Mais c'est peut-être là aussi, à mon avis, que le bât blesse. Ce que j'ai mieux compris en effet à la lecture de ce livre (après bien d'autres sur le même sujet :
Etienne Klein,
Stephen Hawking, Einstein lui-même…) et que je n'avais pas suffisamment réalisé jusqu'ici, c'est que
le temps, ou plutôt « l'espace-temps », n'est pas seulement une notion, une réalité mentale, un cadre de référence intellectuel ou conceptuel, mais que c'est, dans le monde extérieur, une réalité physique, matérielle, dense, au même titre que l'autre couple « matière-énergie ». Ce n'est pas seulement la scène sur laquelle se joue la pièce de l'histoire du cosmos, c'en est l'acteur principal. « L'espace-temps n'est pas un concept abstrait, une simple représentation de la géométrie de l'univers ; au contraire, cette trame très fine est une substance matérielle qui vibre, oscille, fluctue et transmet toutes formes de perturbations, comme la surface liquide d'un étang. » (p.74).
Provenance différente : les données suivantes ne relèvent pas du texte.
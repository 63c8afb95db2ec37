//! ROM image loading and persisted host configuration (window scale, last
//! ROM/tape paths, color mode) under the OS config directory.

use std::path::{Path, PathBuf};

use serde::{Deserialize, Serialize};

use tk2000::rom::Rom;

#[derive(Debug, Serialize, Deserialize, Default)]
pub struct Config {
    pub last_rom_path: Option<PathBuf>,
    pub last_tape_path: Option<PathBuf>,
    pub color_mode: bool,
    pub scale: Option<u32>,
}

fn config_path() -> Option<PathBuf> {
    dirs::config_dir().map(|dir| dir.join("phosphor-tk2000").join("config.toml"))
}

/// Load the persisted config, falling back to defaults if it doesn't exist
/// or fails to parse (a corrupt config file should never block startup).
pub fn load_config() -> Config {
    let Some(path) = config_path() else {
        return Config::default();
    };
    match std::fs::read_to_string(&path) {
        Ok(text) => toml::from_str(&text).unwrap_or_else(|e| {
            tracing::warn!(error = %e, path = %path.display(), "ignoring malformed config");
            Config::default()
        }),
        Err(_) => Config::default(),
    }
}

pub fn save_config(config: &Config) {
    let Some(path) = config_path() else {
        return;
    };
    if let Some(parent) = path.parent()
        && let Err(e) = std::fs::create_dir_all(parent)
    {
        tracing::warn!(error = %e, "failed to create config directory");
        return;
    }
    match toml::to_string_pretty(config) {
        Ok(text) => {
            if let Err(e) = std::fs::write(&path, text) {
                tracing::warn!(error = %e, "failed to save config");
            }
        }
        Err(e) => tracing::warn!(error = %e, "failed to serialize config"),
    }
}

/// Load a 16 KiB raw ROM image from disk.
pub fn load_rom(path: &Path) -> Result<Rom, tk2000::error::CoreError> {
    Rom::load(path)
}

#[cfg(test)]
mod tests {
    use super::*;

    #[test]
    fn missing_rom_is_a_recoverable_error() {
        let err = load_rom(Path::new("/nonexistent/rom.bin")).unwrap_err();
        assert!(matches!(err, tk2000::error::CoreError::RomMissing { .. }));
    }
}
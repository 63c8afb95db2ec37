//! Error types surfaced to the host for asset-loading failures.
//!
//! Per spec: initialization errors (missing/truncated ROM or tape) abort
//! the triggering call and are reported to the host. Runtime errors (audio
//! loss) are confined to their owning device's status surface instead —
//! see `Sound::is_available`/`Sound::last_error`.

use std::path::PathBuf;

#[derive(Debug, thiserror::Error)]
pub enum CoreError {
    #[error("ROM image not found: {path}")]
    RomMissing { path: PathBuf },

    #[error("ROM image truncated: {path} is {actual} bytes, expected {expected}")]
    RomTruncated {
        path: PathBuf,
        expected: usize,
        actual: usize,
    },

    #[error("tape file not found: {path}")]
    TapeMissing { path: PathBuf },

    #[error("tape file truncated: {path} ({reason})")]
    TapeTruncated { path: PathBuf, reason: String },

    #[error("tape file malformed: {path} ({reason})")]
    TapeMalformed { path: PathBuf, reason: String },

    #[error("I/O error reading {path}: {source}")]
    Io {
        path: PathBuf,
        #[source]
        source: std::io::Error,
    },
}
Mais du coup, puisque les deux ne font qu'un, pourquoi intituler ce livre « Temps » plutôt que « Espace » ? Pourquoi mettre l'accent sur
le temps, qui a toujours eu à voir avec l'intimité, plutôt que sur l'espace, qui a toujours été rapporté à l'extériorité ? Même s'il ne s'y réduit pas, l'espace appartient à la physique, cela ne fait pas problème. Mais, par sa dimension et ses enjeux humains,
le temps, lui, relève aussi, et peut-être d'abord, de la psychologie et de la métaphysique, et c'est bien ce qui le rend si intéressant… Les philosophes (de
Saint Augustin à Heidegger en passant par
Kant) ont souvent fait du temps une dimension ou une projection de la conscience humaine et ils ont nettement distingué
le temps des hommes et
le temps des choses,
le temps psychologique ou vécu et
le temps physique ou naturel.
Guido Tonelli ne récuserait sans doute pas cette distinction (même s'il n'en fait pas une séparation), puisque, tout en prenant pied dans les sciences physiques, lui-même dans son livre va et vient sans cesse d'un bord à l'autre, cherchant ainsi à lier plutôt qu'à nier. Mais on peut se demander si, de part et d'autre, il s'agit bien du même temps.
La célèbre controverse entre Bergson et Einstein au début des années 1920 a mis en lumière ce problème sans vraiment le résoudre. On sait que le débat a tourné au dialogue de sourds et que l'argument d'autorité (mythe « Einstein » + prestige de la science) a évincé, dans l'opinion et pour la postérité, les critiques de Bergson sans vraiment y répondre.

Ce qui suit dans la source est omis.